Au plus près de l’eau : le parc Saint-Pierre à Amiens

Nous savons que l’eau est un des plus puissants facteurs d’attrait dans les sociotopes, mais nous avons vu aussi que les concepteurs et gestionnaires d’espaces verts ont parfois du mal avec cet élément. Entre les bassins et jets d’eau à sec, et les innombrables dispositifs de mise à l’écart souvent pour des motifs de sécurité, les motifs de frustration ne manquent pas.
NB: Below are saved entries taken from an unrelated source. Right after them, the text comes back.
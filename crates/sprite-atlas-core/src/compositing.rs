use crate::model::{Bin, ImageRecord, Rect};
use image::{RgbaImage, imageops};
use tracing::{instrument, warn};

#[cfg(feature = "parallel")]
use rayon::prelude::*;

/// Colour of the debug placement outlines (opaque red).
pub const OUTLINE_COLOR: [u8; 4] = [0xFF, 0x00, 0x00, 0xFF];
/// Width of the debug placement outlines in pixels.
pub const OUTLINE_WIDTH: u32 = 2;

#[inline]
fn px_index(x: u32, y: u32, stride_px: u32) -> usize {
    (y as usize * stride_px as usize + x as usize) * 4
}

/// Copy `src` (row-major RGBA8, `dst.w` pixels per row) into `canvas` at `dst`.
///
/// Source pixels past the end of `src` are skipped, as are destination
/// pixels outside the canvas. Never panics on a short buffer.
pub fn blit(canvas: &mut RgbaImage, src: &[u8], dst: &Rect) {
    let (cw, ch) = canvas.dimensions();
    let buf: &mut [u8] = canvas;
    for y in 0..dst.h {
        for x in 0..dst.w {
            let si = px_index(x, y, dst.w);
            if si + 4 > src.len() {
                continue;
            }
            let (tx, ty) = (dst.x + x, dst.y + y);
            if tx >= cw || ty >= ch {
                continue;
            }
            let di = px_index(tx, ty, cw);
            buf[di..di + 4].copy_from_slice(&src[si..si + 4]);
        }
    }
}

/// Canvas view with signed coordinates so edges at 0 can be addressed as -1.
struct Surface<'a> {
    buf: &'a mut [u8],
    w: i64,
    h: i64,
}

impl Surface<'_> {
    fn in_bounds(&self, x: i64, y: i64) -> bool {
        x >= 0 && x < self.w && y >= 0 && y < self.h
    }

    fn index(&self, x: i64, y: i64) -> usize {
        ((y * self.w + x) * 4) as usize
    }

    /// Copies one pixel; a no-op if either end is off the surface.
    fn copy_px(&mut self, to: (i64, i64), from: (i64, i64)) {
        if !self.in_bounds(to.0, to.1) || !self.in_bounds(from.0, from.1) {
            return;
        }
        let (ti, fi) = (self.index(to.0, to.1), self.index(from.0, from.1));
        self.buf.copy_within(fi..fi + 4, ti);
    }

    fn set_px(&mut self, at: (i64, i64), color: [u8; 4]) {
        if self.in_bounds(at.0, at.1) {
            let i = self.index(at.0, at.1);
            self.buf[i..i + 4].copy_from_slice(&color);
        }
    }
}

fn surface(canvas: &mut RgbaImage) -> Surface<'_> {
    let (w, h) = canvas.dimensions();
    Surface {
        buf: canvas,
        w: w as i64,
        h: h as i64,
    }
}

/// Extend the edge pixels of `rect` one pixel outward.
///
/// Corners go to their diagonal neighbours, then every edge pixel to its
/// exterior neighbour. Anything falling outside the canvas is skipped.
pub fn bleed(canvas: &mut RgbaImage, rect: &Rect) {
    if rect.w == 0 || rect.h == 0 {
        return;
    }
    let mut s = surface(canvas);
    let (x0, y0) = (rect.x as i64, rect.y as i64);
    let (x1, y1) = (x0 + rect.w as i64 - 1, y0 + rect.h as i64 - 1);

    s.copy_px((x0 - 1, y0 - 1), (x0, y0));
    s.copy_px((x1 + 1, y1 + 1), (x1, y1));
    s.copy_px((x1 + 1, y0 - 1), (x1, y0));
    s.copy_px((x0 - 1, y1 + 1), (x0, y1));

    for x in x0..=x1 {
        s.copy_px((x, y0 - 1), (x, y0));
        s.copy_px((x, y1 + 1), (x, y1));
    }
    for y in y0..=y1 {
        s.copy_px((x0 - 1, y), (x0, y));
        s.copy_px((x1 + 1, y), (x1, y));
    }
}

/// Draw a `width`-pixel outline just inside `rect`.
pub fn outline(canvas: &mut RgbaImage, rect: &Rect, color: [u8; 4], width: u32) {
    let mut s = surface(canvas);
    let (x0, y0) = (rect.x as i64, rect.y as i64);
    let (x1, y1) = (x0 + rect.w as i64, y0 + rect.h as i64);
    let t = width as i64;
    for y in y0..y1 {
        for x in x0..x1 {
            let edge = x < x0 + t || x >= x1 - t || y < y0 + t || y >= y1 - t;
            if edge {
                s.set_px((x, y), color);
            }
        }
    }
}

#[instrument(skip_all, fields(bin = bin.index, placements = bin.placements.len()))]
/// Composite one bin: blit every placement, then bleed every placement.
///
/// Rotated placements are re-encoded (90° clockwise) up front; blitting
/// only starts once all of them are ready. With `debug` set, placement
/// outlines are drawn last.
pub fn render_bin(bin: &Bin, records: &[ImageRecord], debug: bool) -> RgbaImage {
    let rotate = |p: &crate::model::Placement| -> Option<RgbaImage> {
        if !p.rotated {
            return None;
        }
        records.get(p.record).map(|r| imageops::rotate90(&*r.pixels))
    };
    #[cfg(feature = "parallel")]
    let rotated: Vec<Option<RgbaImage>> = bin.placements.par_iter().map(rotate).collect();
    #[cfg(not(feature = "parallel"))]
    let rotated: Vec<Option<RgbaImage>> = bin.placements.iter().map(rotate).collect();

    let mut canvas = RgbaImage::new(bin.width, bin.height);
    for (p, rot) in bin.placements.iter().zip(&rotated) {
        let Some(rec) = records.get(p.record) else {
            warn!(source = %p.source, record = p.record, "placement without record");
            continue;
        };
        let src: &[u8] = match rot {
            Some(img) => img.as_raw(),
            None => rec.pixels.as_raw(),
        };
        blit(&mut canvas, src, &p.rect());
    }

    for p in &bin.placements {
        bleed(&mut canvas, &p.rect());
    }

    if debug {
        for p in &bin.placements {
            outline(&mut canvas, &p.rect(), OUTLINE_COLOR, OUTLINE_WIDTH);
        }
    }
    canvas
}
Comme le disait à peu près notre cher William H. Whyte, « ce n’est pas bien de mettre de l’eau sous le nez des gens si c’est pour les empêcher d’y accéder ».

La ville d’Amiens est célèbre pour ses hortillonnages, jardins maraîchers à fleur d’eau au bord de la Somme et rescapés d’un projet de rocade urbaine. Elle gagnerait à être connue aussi pour son très beau parc Saint-Pierre (22 ha, 1993), qui forme une transition entre les hortillonnages et le centre-ville. L’eau est ici omniprésente, avec toute une gradation entre des aménagements artificiels (petits canaux conduisant l’eau dans des bassins remplis de plantes aquatiques) et des formes à l’aspect naturel voire sauvage (ruisseaux serpentant sous les arbres, mares et marais…), en passant par un grand plan d’eau avec une rive artificielle et une autre laissée à l’état naturel, où grouillent canards, foulques et poules d’eau. Mais ce qui retiendra surtout notre attention, c’est que l’eau est partout à portée de main, ou d’orteils si on veut. La berge bétonnée du grand bassin n’est qu’à 5 centimètres de la surface, ailleurs une gloriette est posée au ras de l’eau, il y a aussi apparemment des jeux d’eau pour les enfants, et partout des cheminements au bord de l’eau, des petits ponts, des passerelles, des pontons etc. Mais comment ont-ils donc fait, alors qu’on invoque souvent des normes de sécurité et des problèmes de responsabilité pour tenir les gens à l’écart de l’eau ?

Feuilletant mon Guide du Routard tout en parcourant le parc, j’apprends que celui-ci est l’œuvre de la paysagiste Jacqueline Osty. Tiens, tiens… ce nom me dit quelque chose, et je me rappelle que c’est aussi elle qui a conçu à Paris le parc des Batignolles, encensé ici il y deux ans, notamment pour la qualité du contact avec l’eau. Voilà quelqu’un qui sait s’y prendre pour composer tout un parc autour de l’eau au lieu de la cantonner à un rôle d’élément ornemental. Sans doute existe-t-il d’autres belles réalisations de genre en France, mais celle-ci mérite le détour, d’autant que le parc présente de nombreuses autres qualités sur lesquelles il y aurait aussi matière à écrire. Et entre nous, c’est quand même autre chose que le tristounet lac Daumesnil, dans le bois de Vincennes.

Un commentaire

  1. Jacqueline Osty est une paysagiste au talent remarquable.
    J’ai eu la chance de travailler avec elle et les étudiants de l’école de Blois.
    Au sujet du parc de Vincennes, Jacqueline Osty est intervenu sur le zoo de Vincennes et a réussi à créer des gards paysages dans un petit espace.